__Dataset entries__:
use api_gateway::frameworks::server;

#[tokio::main]
async fn main() {
    server::start().await;
}
pub mod sign_in;
pub mod sign_up;

#[cfg(test)]
pub(crate) mod test_support;
pub mod config;
pub mod server;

__What to do__:
The lines from the one holding "#[tokio::main]" to the end of the entries are to be repeated exactly, with both ends included and nothing else.

__Worked solution__:
#[tokio::main]
async fn main() {
    server::start().await;
}
pub mod sign_in;
pub mod sign_up;

#[cfg(test)]
pub(crate) mod test_support;
pub mod config;
pub mod server;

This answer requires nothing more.